Background Members of the public are increasingly turning to ambulance services for help with urgent problems that could successfully be managed in primary care. The reasons for this are complex, and it is unclear whether variation exists across different global settings and between ambulance systems.

Methods A systematic mapping review is a type of systematic literature review used to summarise diverse and heterogeneous evidence, with the aim of focusing a more in-depth study. We conducted a comprehensive search of published and grey literature, in accordance with a prospectively published protocol. Inclusion criteria were any study from 1980 onwards that explored ambulance use for conditions amenable to primary care management. Perspectives of patients, families, carers, bystanders, health professionals (pre-hospital, in-hospital and primary care) and health service management were included. The ‘Phenomena of Interest’ (P-C) model underpinned the approach, therefore qualitative, quantitative, mixed-methods and interpretative reviews were all included as relevant. A total of 31 studies met inclusion criteria.

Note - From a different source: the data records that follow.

use clap::{Args, Parser, Subcommand};
use std::path::PathBuf;

use crate::archive::{ArchiveConfig, ArchiveInclude};
use crate::extractors::{Browser, CookieConfig, Keyring, TimeRange};
use crate::llm::LlmModel;
use crate::pipeline::ExtractType;
use crate::response::OutputFormat;
use crate::result::WithError;

#[derive(Parser, Debug)]
#[command(
    name = "insights",
    about = "Extract recipes, summaries and transcripts from videos and webpages",
    version,
    long_about = "Downloads videos with yt-dlp, transcribes them locally with Whisper and asks a Gemini model to turn the result into a structured recipe or markdown notes. Webpages are fetched and reduced to their readable article first."
)]
pub struct Cli {
    #[command(subcommand)]
    pub command: Commands,

    /// Enable verbose logging
    #[arg(short, long, global = true)]
    pub verbose: bool,

    /// Disable progress indicators
    #[arg(short, long, global = true)]
    pub quiet: bool,

    /// Emit logs as JSON lines
    #[arg(long, global = true)]
    pub log_json: bool,
}

#[derive(Subcommand, Debug)]
pub enum Commands {
    /// Extract a structured recipe
    Recipe {
        #[command(subcommand)]
        source: RecipeCommand,
    },

    /// Write markdown notes about a video or an article
    Summary {
        #[command(subcommand)]
        source: SummaryCommand,
    },

    /// Work with raw video data
    Video {
        #[command(subcommand)]
        action: VideoCommand,
    },

    /// Extract recipes for every line of a semicolon-separated list
    Bulk {
        /// Input file: url;filename;video_lang;output_lang;range per line
        #[arg(value_name = "INPUT")]
        input: PathBuf,

        /// Directory for recipes, archives and the error log
        #[arg(value_name = "OUTPUT_DIR", default_value = ".")]
        output_dir: PathBuf,
    },

    /// Check that yt-dlp and whisper are installed
    Doctor,

    /// Show or create the configuration file
    Config {
        /// Show current configuration
        #[arg(short, long)]
        show: bool,
    },
}

#[derive(Subcommand, Debug)]
pub enum RecipeCommand {
    /// Extract a recipe from a video URL
    VideoUrl {
        #[arg(value_name = "URL")]
        url: String,

        /// Spoken language of the video (ISO 639-1 code); autodetected when omitted
        #[arg(long, value_name = "CODE")]
        video_language: Option<String>,

        #[command(flatten)]
        common: RecipeArgs,

        #[command(flatten)]
        cookies: CookieArgs,

        /// Only download this part of the video, as START:END seconds
        #[arg(long, value_name = "START:END")]
        time_range: Option<TimeRange>,

        #[command(flatten)]
        archive: ArchiveArgs,
    },

    /// Extract a recipe from a webpage
    Html {
        #[arg(value_name = "URL")]
        url: String,

        #[command(flatten)]
        common: RecipeArgs,
    },
}

#[derive(Subcommand, Debug)]
pub enum SummaryCommand {
    /// Summarize a video URL
    VideoUrl {
        #[arg(value_name = "URL")]
        url: String,

        /// Spoken language of the video (ISO 639-1 code); autodetected when omitted
        #[arg(long, value_name = "CODE")]
        video_language: Option<String>,

        #[command(flatten)]
        common: SummaryArgs,

        #[command(flatten)]
        cookies: CookieArgs,

        /// Only download this part of the video, as START:END seconds
        #[arg(long, value_name = "START:END")]
        time_range: Option<TimeRange>,

        #[command(flatten)]
        archive: ArchiveArgs,
    },

    /// Summarize a webpage
    Html {
        #[arg(value_name = "URL")]
        url: String,

        #[command(flatten)]
        common: SummaryArgs,
    },
}

#[derive(Subcommand, Debug)]
pub enum VideoCommand {
    /// Download a video and extract its description, transcript and metadata
    Extract {
        #[arg(value_name = "URL")]
        url: String,

        /// What to extract; both description and transcription when omitted
        #[arg(short = 't', long = "type", value_enum, value_name = "TYPE")]
        types: Vec<ExtractType>,

        /// Metadata fields to return, validated against the platform
        #[arg(long = "metadata-field", value_name = "FIELD", value_delimiter = ',')]
        metadata_fields: Vec<String>,

        /// Platform the metadata fields belong to
        #[arg(long, default_value = "youtube", value_parser = ["youtube", "instagram"])]
        platform: String,

        /// Spoken language of the video (ISO 639-1 code)
        #[arg(long, value_name = "CODE")]
        video_language: Option<String>,

        /// Output file path, `-` for stdout
        #[arg(short, long, value_name = "FILE")]
        output: Option<PathBuf>,

        #[command(flatten)]
        cookies: CookieArgs,

        /// Only download this part of the video, as START:END seconds
        #[arg(long, value_name = "START:END")]
        time_range: Option<TimeRange>,

        #[command(flatten)]
        archive: ArchiveArgs,
    },
}

/// Options shared by both recipe sources
#[derive(Args, Debug, Clone)]
pub struct RecipeArgs {
    /// Output language, as a code (it) or a name (Italian)
    #[arg(long, value_name = "LANG")]
    pub output_language: Option<String>,

    /// JSON schema file describing the recipe; a built-in schema is used otherwise
    #[arg(long, value_name = "FILE")]
    pub recipe_schema: Option<PathBuf>,

    /// Output file path, `-` for stdout
    #[arg(short, long, value_name = "FILE")]
    pub output: Option<PathBuf>,

    /// Output format
    #[arg(long, value_enum, default_value = "json")]
    pub output_format: OutputFormat,

    /// Model to use; defaults to the configured model
    #[arg(long, value_enum)]
    pub llm_model: Option<LlmModel>,
}

/// Options shared by both summary sources
#[derive(Args, Debug, Clone)]
pub struct SummaryArgs {
    /// Output language, as a code (de) or a name (German)
    #[arg(long, value_name = "LANG")]
    pub output_language: Option<String>,

    /// Instructions that replace the default notes template
    #[arg(long, value_name = "PROMPT")]
    pub custom_prompt: Option<String>,

    /// Output file path, `-` for stdout
    #[arg(short, long, value_name = "FILE")]
    pub output: Option<PathBuf>,

    /// Model to use; defaults to the configured model
    #[arg(long, value_enum)]
    pub llm_model: Option<LlmModel>,
}

/// Cookie source for yt-dlp
#[derive(Args, Debug, Clone, Default)]
pub struct CookieArgs {
    /// Read cookies from this browser
    #[arg(short = 'c', long, value_enum, conflicts_with = "cookies_file")]
    pub cookies_from_browser: Option<Browser>,

    /// Browser profile to read cookies from
    #[arg(short = 'p', long, value_name = "PROFILE", requires = "cookies_from_browser")]
    pub browser_profile: Option<String>,

    /// Keyring used to decrypt browser cookies
    #[arg(long, value_enum, requires = "cookies_from_browser")]
    pub keyring: Option<Keyring>,

    /// Netscape-format cookie file
    #[arg(short = 'f', long, value_name = "FILE")]
    pub cookies_file: Option<PathBuf>,
}

impl CookieArgs {
    pub fn to_config(&self) -> WithError<Option<CookieConfig>> {
        CookieConfig::from_parts(
            self.cookies_file.clone(),
            self.cookies_from_browser,
            self.browser_profile.clone(),
            self.keyring,
        )
    }
}

/// Optional zip archive of the run's artifacts
#[derive(Args, Debug, Clone, Default)]
pub struct ArchiveArgs {
    /// Write the selected artifacts into this zip file
    #[arg(long, value_name = "ZIP")]
    pub archive: Option<PathBuf>,

    /// Artifacts to archive; everything when omitted
    #[arg(long, value_enum, value_delimiter = ',', requires = "archive")]
    pub include: Vec<ArchiveInclude>,

    /// Base name for the archived video and result
    #[arg(long, value_name = "NAME", requires = "archive")]
    pub archive_name: Option<String>,
}

impl ArchiveArgs {
    pub fn to_config(&self) -> Option<ArchiveConfig> {
        self.archive.as_ref().map(|path| ArchiveConfig {
            output_path: path.clone(),
            include: if self.include.is_empty() {
                ArchiveInclude::ALL.to_vec()
            } else {
                self.include.clone()
            },
            filename: self.archive_name.clone(),
        })
    }
}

Results We developed a literature map summarising the evidence under five broad categories. Ambulance use for ‘primary care problems’ appears associated with individual patient-factors, including personal anxieties and risk management strategies, level of health education, and several socio-demographic factors. The link with specific clinical conditions is weaker. Bystanders, carers and family members consistently exhibit strong influence on decision making across the variety of global pre-hospital systems. Health professionals determine ‘inappropriate’ ambulance use in inconsistent ways.

Conclusion There is evidence to suggest socioeconomic and demographic characteristics traditionally associated with minority status and deprivation are associated with ambulance use for primary care problems. The role of formal and informal care-givers in influencing risk management warrants deeper exploration. There is a lack of consensus in the literature on what defines ‘inappropriate’ ambulance use, and from who's perspective this should be determined. Further work needs to explore these conflicts.